Furthermore, whilst hysterectomy may be definitive management in massive post-partum haemorrhage as suggested by Chandraharan and Krishna, stepwise uterine devascularisation, internal iliac artery ligation and selective arterial occlusion or embolisation by interventional radiology may also be other measures to be considered, where expertise and facilities allow, thereby preserving the uterus where fertility is desired (3).
In addition to considering acute management of PPH, the RCOG greentop guidelines outline the importance of identifying high risk patients who may experience post-partum haemorrhage in the antenatal period. This allows treatment to be administered where correctable factors such as anaemia are noted in good time, or preparation for prevention of PPH by the use of an active third stage.

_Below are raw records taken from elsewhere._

pub mod config;
pub mod prompts;
pub mod review;
pub mod session;
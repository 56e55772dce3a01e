pub mod api;
pub mod client;

pub use client::HttpReviewClient;
use crate::output::Output;
use color_eyre::Result;
use dialoguer::{Confirm, Input, Password};
use group_review_models::{parse_rating_input, RATING_MAX, RATING_MIN};

/// Prompt for a string value with optional default
pub fn prompt_string(prompt: &str, default: Option<&str>) -> Result<String> {
    let mut input_builder = Input::<String>::new().with_prompt(prompt).allow_empty(true);

    if let Some(default_value) = default.filter(|d| !d.is_empty()) {
        input_builder = input_builder.default(default_value.to_string());
    }

    input_builder
        .interact_text()
        .map_err(|e| color_eyre::eyre::eyre!("Failed to read input: {}", e))
}

/// Prompt for a secret (masked input)
pub fn prompt_password(prompt: &str) -> Result<String> {
    Password::new()
        .with_prompt(prompt)
        .interact()
        .map_err(|e| color_eyre::eyre::eyre!("Failed to read input: {}", e))
}

/// Prompt for yes/no with a default
pub fn prompt_yes_no(prompt: &str, default: bool) -> Result<bool> {
    Confirm::new()
        .with_prompt(prompt)
        .default(default)
        .interact()
        .map_err(|e| color_eyre::eyre::eyre!("Failed to read confirmation: {}", e))
}

/// Prompt for a non-negative whole number, re-asking until one is given
pub fn prompt_number(prompt: &str, output: &Output) -> Result<u64> {
    loop {
        let input = prompt_string(prompt, None)?;
        match input.trim().parse::<u64>() {
            Ok(num) => return Ok(num),
            Err(_) => output.error("Invalid input. Please enter a valid number."),
        }
    }
}

/// Prompt for a rating; any number is accepted and rounded, bounds are checked on submit
pub fn prompt_rating(current: i64, output: &Output) -> Result<i64> {
    let prompt = format!("Rating ({}-{})", RATING_MIN, RATING_MAX);
    loop {
        let input = prompt_string(&prompt, Some(&current.to_string()))?;
        match parse_rating_input(&input) {
            Some(rating) => return Ok(rating),
            None => output.error("Invalid input. Please enter a number."),
        }
    }
}
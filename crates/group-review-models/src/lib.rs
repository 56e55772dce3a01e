pub mod draft;
pub mod ids;
pub mod rating;
pub mod review;
pub mod session;

pub use draft::ReviewDraft;
pub use ids::{GroupId, MediaId, ReviewId, ReviewTarget, UserId};
pub use rating::{parse_rating_input, rating_in_range, RATING_MAX, RATING_MIN};
pub use review::{ExistingReview, ReviewPayload};
pub use session::SessionIdentity;
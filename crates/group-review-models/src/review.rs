use serde::{Deserialize, Serialize};

use crate::ids::{ReviewId, UserId};

/// A review already stored on the server, supplied by whoever opens the form.
#[derive(Debug, Clone, Serialize, Deserialize, PartialEq, Eq)]
pub struct ExistingReview {
    pub id: ReviewId,
    pub text: String,
    pub rating: i64,
    #[serde(rename = "user_id")]
    pub author_user_id: UserId,
}

impl ExistingReview {
    pub fn is_authored_by(&self, user_id: UserId) -> bool {
        self.author_user_id == user_id
    }
}

/// JSON body shared by the create and update endpoints.
#[derive(Debug, Clone, Serialize, Deserialize, PartialEq, Eq)]
pub struct ReviewPayload {
    pub text: String,
    pub rating: i64,
}

#[cfg(test)]
mod tests {
    use super::*;

    #[test]
    fn test_existing_review_uses_user_id_on_the_wire() {
        let review: ExistingReview = serde_json::from_str(
            r#"{"id": 4, "text": "Great pacing", "rating": 8, "user_id": 12}"#,
        )
        .unwrap();
        assert_eq!(review.author_user_id, 12);
        assert!(review.is_authored_by(12));
        assert!(!review.is_authored_by(13));

        let json = serde_json::to_value(&review).unwrap();
        assert_eq!(json["user_id"], 12);
    }

    #[test]
    fn test_payload_shape() {
        let payload = ReviewPayload {
            text: "Loved it".to_string(),
            rating: 9,
        };
        let json = serde_json::to_value(&payload).unwrap();
        assert_eq!(json, serde_json::json!({"text": "Loved it", "rating": 9}));
    }
}
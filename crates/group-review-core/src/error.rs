use group_review_client::RequestFailure;
use thiserror::Error;

pub const VALIDATION_MESSAGE: &str = "Please enter a valid review and a rating between 0 and 10";
pub const PERMISSION_MESSAGE: &str = "You are not authorized to update this review";
pub const REQUEST_FAILED_PREFIX: &str = "Failed to submit review";
pub const UNKNOWN_ERROR: &str = "unknown error";
pub const RETRY_LATER_MESSAGE: &str = "Failed to submit review, please try again later";

/// Why a submit attempt did not go through. `Display` is the text shown to the user.
#[derive(Debug, Clone, Error, PartialEq, Eq)]
pub enum SubmitError {
    #[error("{}", VALIDATION_MESSAGE)]
    Validation,
    #[error("{}", PERMISSION_MESSAGE)]
    Permission,
    #[error("{}", request_message(.0))]
    Request(RequestFailure),
}

impl SubmitError {
    /// Whether fixing the input or retrying can make the next attempt succeed.
    pub fn is_recoverable(&self) -> bool {
        !matches!(self, SubmitError::Permission)
    }
}

fn request_message(failure: &RequestFailure) -> String {
    match failure {
        RequestFailure::Http { detail, .. } => format!(
            "{}: {}",
            REQUEST_FAILED_PREFIX,
            detail.as_deref().unwrap_or(UNKNOWN_ERROR)
        ),
        RequestFailure::Transport { .. } => RETRY_LATER_MESSAGE.to_string(),
    }
}
pub mod error;
pub mod form;
pub mod view;

pub use error::SubmitError;
pub use form::{Dispatch, FormPhase, PendingSubmission, ReviewForm, ReviewRequest, SubmissionResponse, SubmitOutcome};
pub use view::{FormMode, FormSnapshot, FormView};
use async_trait::async_trait;
use group_review_models::{GroupId, MediaId, ReviewId, ReviewPayload};

use crate::error::RequestFailure;

/// Authenticated access to the group review endpoints.
///
/// Implementations carry their own credentials; callers never see the token.
#[async_trait]
pub trait ReviewApi: Send + Sync {
    /// `POST /groups/{group_id}/media/{media_id}/review`
    async fn create_review(
        &self,
        group_id: GroupId,
        media_id: MediaId,
        payload: &ReviewPayload,
    ) -> Result<(), RequestFailure>;

    /// `PUT /groups/{group_id}/reviews/update/{review_id}`
    async fn update_review(
        &self,
        group_id: GroupId,
        review_id: ReviewId,
        payload: &ReviewPayload,
    ) -> Result<(), RequestFailure>;
}
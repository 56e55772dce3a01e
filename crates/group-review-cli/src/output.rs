use clap::ValueEnum;
use group_review_core::{FormMode, FormSnapshot};
use owo_colors::OwoColorize;
use serde_json::json;

#[derive(Debug, Clone, Copy, PartialEq, Eq, ValueEnum)]
pub enum OutputFormat {
    Human,
    Json,
    #[value(name = "json-pretty")]
    JsonPretty,
}

pub struct Output {
    format: OutputFormat,
    quiet: bool,
}

impl Output {
    pub fn new(format: OutputFormat, quiet: bool) -> Self {
        Self { format, quiet }
    }

    pub fn format(&self) -> OutputFormat {
        self.format
    }

    pub fn is_quiet(&self) -> bool {
        self.quiet
    }

    pub fn success(&self, msg: impl AsRef<str>) {
        self.message("success", "✓".green().to_string(), msg.as_ref());
    }

    pub fn error(&self, msg: impl AsRef<str>) {
        // Errors are shown even in quiet mode
        match self.format {
            OutputFormat::Human => eprintln!("{} {}", "✗".red(), msg.as_ref()),
            OutputFormat::Json | OutputFormat::JsonPretty => {
                self.print_json(&json!({ "type": "error", "message": msg.as_ref() }));
            }
        }
    }

    pub fn info(&self, msg: impl AsRef<str>) {
        if self.quiet {
            return;
        }
        match self.format {
            OutputFormat::Human => println!("{}", msg.as_ref()),
            OutputFormat::Json | OutputFormat::JsonPretty => {
                self.print_json(&json!({ "type": "info", "message": msg.as_ref() }));
            }
        }
    }

    pub fn warn(&self, msg: impl AsRef<str>) {
        self.message("warning", "⚠".yellow().to_string(), msg.as_ref());
    }

    /// Show the form as it will be submitted.
    pub fn form_preview(&self, snapshot: &FormSnapshot) {
        if self.quiet {
            return;
        }
        match self.format {
            OutputFormat::Human => {
                let heading = match snapshot.mode {
                    FormMode::Create => "New review".to_string(),
                    FormMode::Edit { review_id } => format!("Editing review #{}", review_id),
                };
                println!("{}", heading.bold().bright_cyan());
                println!("  {}: {}", snapshot.rating_label, snapshot.rating);
                for line in snapshot.text.lines() {
                    println!("  │ {}", line);
                }
                if let Some(error) = &snapshot.error {
                    println!("  {}", error.red());
                }
            }
            OutputFormat::Json | OutputFormat::JsonPretty => {
                let review_id = match snapshot.mode {
                    FormMode::Create => None,
                    FormMode::Edit { review_id } => Some(review_id),
                };
                self.print_json(&json!({
                    "type": "preview",
                    "review_id": review_id,
                    "text": snapshot.text,
                    "rating": snapshot.rating,
                    "error": snapshot.error,
                }));
            }
        }
    }

    pub fn json(&self, data: &serde_json::Value) {
        if self.quiet && self.format != OutputFormat::Human {
            return;
        }
        self.print_json(data);
    }

    fn message(&self, kind: &str, marker: String, msg: &str) {
        if self.quiet {
            return;
        }
        match self.format {
            OutputFormat::Human => println!("{} {}", marker, msg),
            OutputFormat::Json | OutputFormat::JsonPretty => {
                self.print_json(&json!({ "type": kind, "message": msg }));
            }
        }
    }

    fn print_json(&self, data: &serde_json::Value) {
        match self.format {
            OutputFormat::Json => println!("{}", serde_json::to_string(data).unwrap_or_default()),
            OutputFormat::JsonPretty => println!("{}", serde_json::to_string_pretty(data).unwrap_or_default()),
            OutputFormat::Human => println!("{}", data),
        }
    }
}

Given that PPH remains a common emergency, antenatal assessment and counselling together with regular multidisciplinary training remains key to minimising its impact on our patients.
1. Dildy GA III, Paine AR, George NC, Velasco C. Estimating blood loss: can teaching significantly improve visual estimation? Obstet Gynecol 2004;104:601–6.
2. Bose P, Regan F, Paterson-Brown S. Improving the accuracy of estimated blood loss at obstetric haemorrhage using clinical reconstructions. BJOG 2006; 113:919–924.
3. Mavrides E, Allard S, Chandraharan E, Collins P, Green L, Hunt BJ, Riris S, Thomson AJ on behalf of the Royal College of Obstetricians and Gynaecologists. Prevention and management of postpartum haemorrhage.